Switching Products Selectivity in Electrocatalytic C(sp 3 )─H Bonds Activation and CO 2 Carboxylation via Cu─S Bond Crystal Engineering

Inert C(sp³)─H bonds activation along with CO₂ carboxylation to prepare high-value carboxylic acids is a sustainable route for achieving the carbon-neutral goal, but the current catalytic performance is far from satisfying the demand. Targeting this problem, it was found that crystal engineering of Cu─S bonds not only significantly enhanced the activity of C(sp³)─H activation and CO₂ carboxylation in an electrocatalytic system, but also efficiently realized chemoselectivity in the CO₂ carboxylation process.

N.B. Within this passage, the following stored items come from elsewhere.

pub mod body;
pub mod bounds;
pub mod c_api;
#[cfg(feature = "gpu")]
pub mod gpu;
pub mod octree;
pub mod simulation;
pub mod utils;

pub use body::Body;
pub use bounds::{Bounds, Ray, RayHit};
#[cfg(feature = "gpu")]
pub use gpu::{Gpu, GpuError, Mode};
pub use octree::{Node, Octree, TreeError};
pub use simulation::{SimError, Simulation};
pub use ultraviolet::Vec3;

/// Gravitational constant in simulation units.
pub const G: f32 = 1.0;
/// Mass of Sagittarius A*, the default central body.
pub const SAGITTARIUS_MASS: f32 = 4.1e6;
/// Mass of each star.
pub const SOLAR_MASS: f32 = 1.0;
/// Density used to derive body radii from masses.
pub const STAR_DENSITY: f32 = 1e2;
/// Roughly a million bodies, the real-time target.
pub const MAX_BODIES: usize = 1 << 20;
/// Barnes-Hut opening parameter used when the caller has no opinion.
pub const DEFAULT_THETA: f32 = 0.5;
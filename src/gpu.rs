use bytemuck::{Pod, Zeroable};
use thiserror::Error;

use crate::body::Body;
use crate::octree::Node;
use crate::G;

/// Which accelerate kernel to run.
#[repr(i32)]
#[derive(Clone, Copy, Debug, Default, PartialEq, Eq)]
pub enum Mode {
    /// Direct double summation, the correctness oracle.
    N2 = 0,
    /// Threaded Barnes-Hut traversal over the uploaded node array.
    #[default]
    NLogN = 1,
}

#[derive(Debug, Error)]
pub enum GpuError {
    #[error("no compatible gpu adapter found")]
    AdapterNotFound,
    #[error("failed to create gpu device: {0}")]
    RequestDevice(#[from] wgpu::RequestDeviceError),
    #[error("gpu buffer map failed: {0}")]
    MapFailed(#[from] wgpu::BufferAsyncError),
    #[error("gpu device lost during read-back")]
    DeviceLost,
}

/// Push-constant block shared by both kernels. Field order matches the
/// `PushConstants` struct in the shaders.
#[repr(C)]
#[derive(Clone, Copy, Debug, Pod, Zeroable)]
struct PushConstants {
    dt: f32,
    theta: f32,
    g: f32,
    num_bodies: i32,
    num_nodes: i32,
    mode: i32,
}

/// A grow-only storage buffer. Reallocation invalidates bind groups, which
/// the owner rebuilds; the buffer never shrinks.
#[derive(Debug)]
struct StorageBuffer {
    label: &'static str,
    usage: wgpu::BufferUsages,
    buffer: Option<wgpu::Buffer>,
    capacity: u64,
}

impl StorageBuffer {
    fn new(label: &'static str, usage: wgpu::BufferUsages) -> Self {
        Self {
            label,
            usage,
            buffer: None,
            capacity: 0,
        }
    }

    /// Make sure at least `size` bytes are allocated. Returns whether the
    /// underlying buffer was replaced.
    fn ensure(&mut self, device: &wgpu::Device, size: u64) -> bool {
        if size == 0 || (self.buffer.is_some() && size <= self.capacity) {
            return false;
        }
        self.capacity = self.capacity.max(size);
        tracing::debug!(label = self.label, bytes = self.capacity, "gpu buffer grown");
        self.buffer = Some(device.create_buffer(&wgpu::BufferDescriptor {
            label: Some(self.label),
            size: self.capacity,
            usage: self.usage,
            mapped_at_creation: false,
        }));
        true
    }
}

/// The compute backend: mirrors the CPU accelerate/integrate kernels on the
/// GPU against the same body and node layouts.
///
/// Fields own the device objects in creation order, so dropping the value
/// releases everything in reverse.
#[derive(Debug)]
pub struct Gpu {
    device: wgpu::Device,
    queue: wgpu::Queue,
    bind_group_layout: wgpu::BindGroupLayout,
    pipeline_integrate: wgpu::ComputePipeline,
    pipeline_accelerate: wgpu::ComputePipeline,
    buffer_bodies: StorageBuffer,
    buffer_nodes: StorageBuffer,
    buffer_readback: StorageBuffer,
    bind_group: Option<wgpu::BindGroup>,
    push: PushConstants,
}

impl Gpu {
    pub fn new() -> Result<Self, GpuError> {
        let instance = wgpu::Instance::default();
        let adapter = pollster::block_on(instance.request_adapter(&wgpu::RequestAdapterOptions {
            power_preference: wgpu::PowerPreference::HighPerformance,
            force_fallback_adapter: false,
            compatible_surface: None,
        }))
        .ok_or(GpuError::AdapterNotFound)?;
        tracing::info!(adapter = %adapter.get_info().name, "gpu backend initialized");

        let (device, queue) = pollster::block_on(adapter.request_device(
            &wgpu::DeviceDescriptor {
                label: Some("nbody"),
                required_features: wgpu::Features::PUSH_CONSTANTS,
                // Adapter limits, so the node buffer can grow past the
                // conservative default storage-binding cap at high body counts.
                required_limits: wgpu::Limits {
                    max_push_constant_size: std::mem::size_of::<PushConstants>() as u32,
                    ..adapter.limits()
                },
                memory_hints: wgpu::MemoryHints::default(),
            },
            None,
        ))?;

        let shader_integrate = device.create_shader_module(wgpu::ShaderModuleDescriptor {
            label: Some("integrate"),
            source: wgpu::ShaderSource::Wgsl(include_str!("shaders/integrate.wgsl").into()),
        });
        let shader_accelerate = device.create_shader_module(wgpu::ShaderModuleDescriptor {
            label: Some("accelerate"),
            source: wgpu::ShaderSource::Wgsl(include_str!("shaders/accelerate.wgsl").into()),
        });

        let bind_group_layout = device.create_bind_group_layout(&wgpu::BindGroupLayoutDescriptor {
            label: Some("nbody bind group layout"),
            entries: &[
                wgpu::BindGroupLayoutEntry {
                    binding: 0,
                    visibility: wgpu::ShaderStages::COMPUTE,
                    ty: wgpu::BindingType::Buffer {
                        ty: wgpu::BufferBindingType::Storage { read_only: false },
                        has_dynamic_offset: false,
                        min_binding_size: None,
                    },
                    count: None,
                },
                wgpu::BindGroupLayoutEntry {
                    binding: 1,
                    visibility: wgpu::ShaderStages::COMPUTE,
                    ty: wgpu::BindingType::Buffer {
                        ty: wgpu::BufferBindingType::Storage { read_only: true },
                        has_dynamic_offset: false,
                        min_binding_size: None,
                    },
                    count: None,
                },
            ],
        });

        let pipeline_layout = device.create_pipeline_layout(&wgpu::PipelineLayoutDescriptor {
            label: Some("nbody pipeline layout"),
            bind_group_layouts: &[&bind_group_layout],
            push_constant_ranges: &[wgpu::PushConstantRange {
                stages: wgpu::ShaderStages::COMPUTE,
                range: 0..std::mem::size_of::<PushConstants>() as u32,
            }],
        });

        let make_pipeline = |label, module| {
            device.create_compute_pipeline(&wgpu::ComputePipelineDescriptor {
                label: Some(label),
                layout: Some(&pipeline_layout),
                module,
                entry_point: "main",
                compilation_options: wgpu::PipelineCompilationOptions::default(),
                cache: None,
            })
        };
        let pipeline_integrate = make_pipeline("integrate", &shader_integrate);
        let pipeline_accelerate = make_pipeline("accelerate", &shader_accelerate);

        Ok(Self {
            device,
            queue,
            bind_group_layout,
            pipeline_integrate,
            pipeline_accelerate,
            buffer_bodies: StorageBuffer::new(
                "bodies",
                wgpu::BufferUsages::STORAGE
                    | wgpu::BufferUsages::COPY_DST
                    | wgpu::BufferUsages::COPY_SRC,
            ),
            buffer_nodes: StorageBuffer::new(
                "nodes",
                wgpu::BufferUsages::STORAGE | wgpu::BufferUsages::COPY_DST,
            ),
            buffer_readback: StorageBuffer::new(
                "readback",
                wgpu::BufferUsages::MAP_READ | wgpu::BufferUsages::COPY_DST,
            ),
            bind_group: None,
            push: PushConstants {
                dt: 0.0,
                theta: 0.0,
                g: G,
                num_bodies: 0,
                num_nodes: 0,
                mode: Mode::NLogN as i32,
            },
        })
    }

    /// Upload bodies and tree nodes into the storage buffers, growing them
    /// as needed and re-wiring the bind group after a reallocation.
    pub fn write(&mut self, bodies: &[Body], nodes: &[Node]) {
        let bodies_size = std::mem::size_of_val(bodies) as u64;
        let nodes_size = std::mem::size_of_val(nodes) as u64;

        let grew = self.buffer_bodies.ensure(&self.device, bodies_size)
            | self.buffer_nodes.ensure(&self.device, nodes_size);

        if grew || self.bind_group.is_none() {
            self.bind_group = match (&self.buffer_bodies.buffer, &self.buffer_nodes.buffer) {
                (Some(bodies_buf), Some(nodes_buf)) => {
                    Some(self.device.create_bind_group(&wgpu::BindGroupDescriptor {
                        label: Some("nbody bind group"),
                        layout: &self.bind_group_layout,
                        entries: &[
                            wgpu::BindGroupEntry {
                                binding: 0,
                                resource: bodies_buf.as_entire_binding(),
                            },
                            wgpu::BindGroupEntry {
                                binding: 1,
                                resource: nodes_buf.as_entire_binding(),
                            },
                        ],
                    }))
                }
                _ => None,
            };
        }

        if let Some(buffer) = &self.buffer_bodies.buffer {
            if !bodies.is_empty() {
                self.queue.write_buffer(buffer, 0, bytemuck::cast_slice(bodies));
            }
        }
        if let Some(buffer) = &self.buffer_nodes.buffer {
            if !nodes.is_empty() {
                self.queue.write_buffer(buffer, 0, bytemuck::cast_slice(nodes));
            }
        }

        self.push.num_bodies = bodies.len() as i32;
        self.push.num_nodes = nodes.len() as i32;
    }

    /// Copy the body buffer back to the host through the read-back staging
    /// buffer, waiting on the fence before the copy out.
    pub fn read(&mut self, bodies: &mut [Body]) -> Result<(), GpuError> {
        let size = std::mem::size_of_val(bodies) as u64;
        let Some(source) = &self.buffer_bodies.buffer else {
            return Ok(());
        };
        if size == 0 {
            return Ok(());
        }
        self.buffer_readback.ensure(&self.device, size);
        let staging = self
            .buffer_readback
            .buffer
            .as_ref()
            .ok_or(GpuError::DeviceLost)?;

        let mut encoder = self
            .device
            .create_command_encoder(&wgpu::CommandEncoderDescriptor {
                label: Some("read-back"),
            });
        encoder.copy_buffer_to_buffer(source, 0, staging, 0, size);
        self.queue.submit(Some(encoder.finish()));

        let slice = staging.slice(..size);
        let (sender, receiver) = std::sync::mpsc::channel();
        slice.map_async(wgpu::MapMode::Read, move |result| {
            let _ = sender.send(result);
        });
        let _ = self.device.poll(wgpu::Maintain::Wait);
        receiver.recv().map_err(|_| GpuError::DeviceLost)??;

        bodies.copy_from_slice(bytemuck::cast_slice(&slice.get_mapped_range()));
        staging.unmap();
        Ok(())
    }

    /// Run the accelerate kernel over the uploaded bodies and nodes.
    pub fn accelerate(&mut self, theta: f32, mode: Mode) -> Result<(), GpuError> {
        self.push.theta = theta;
        self.push.mode = mode as i32;
        self.dispatch(&self.pipeline_accelerate)
    }

    /// Run the integrate kernel over the uploaded bodies.
    pub fn integrate(&mut self, dt: f32) -> Result<(), GpuError> {
        self.push.dt = dt;
        self.dispatch(&self.pipeline_integrate)
    }

    /// Record, submit and fence one kernel dispatch.
    fn dispatch(&self, pipeline: &wgpu::ComputePipeline) -> Result<(), GpuError> {
        let Some(bind_group) = &self.bind_group else {
            return Ok(());
        };
        if self.push.num_bodies == 0 {
            return Ok(());
        }

        let mut encoder = self
            .device
            .create_command_encoder(&wgpu::CommandEncoderDescriptor {
                label: Some("dispatch"),
            });
        {
            let mut pass = encoder.begin_compute_pass(&wgpu::ComputePassDescriptor {
                label: Some("nbody"),
                timestamp_writes: None,
            });
            pass.set_pipeline(pipeline);
            pass.set_bind_group(0, bind_group, &[]);
            pass.set_push_constants(0, bytemuck::bytes_of(&self.push));
            let groups = (self.push.num_bodies as u32).div_ceil(256);
            pass.dispatch_workgroups(groups, 1, 1);
        }
        self.queue.submit(Some(encoder.finish()));
        let _ = self.device.poll(wgpu::Maintain::Wait);
        Ok(())
    }
}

Specifically, hexagonal CuS(001) electrocatalyst could readily achieve C(sp³)─H bond activation of alkanes and aromatics along with CO₂ carboxylation, exhibiting almost complete chemoselectivity to carbon chain increased monocarboxylation acids. Intriguingly, hexagonal Cu₂S(110) electrocatalyst, which was prepared by phase transition, could realize highly selective alkanes and aromatics dicarboxylation with CO₂ to produce dicarboxylation acids. Notably, biomass compound 2-methylfuran was efficiently converted into furan-2-acetic acid over CuS(001); while 2,5-dimethylfuran was quantitatively converted to the degradable polymer precursor furan-2,5-dicarboxylic acid over Cu₂S(110). Moreover, density functional theory (DFT) results revealed the origin of differences in the activity and chemoselectivity over CuS(001) and Cu₂S(110) catalysts.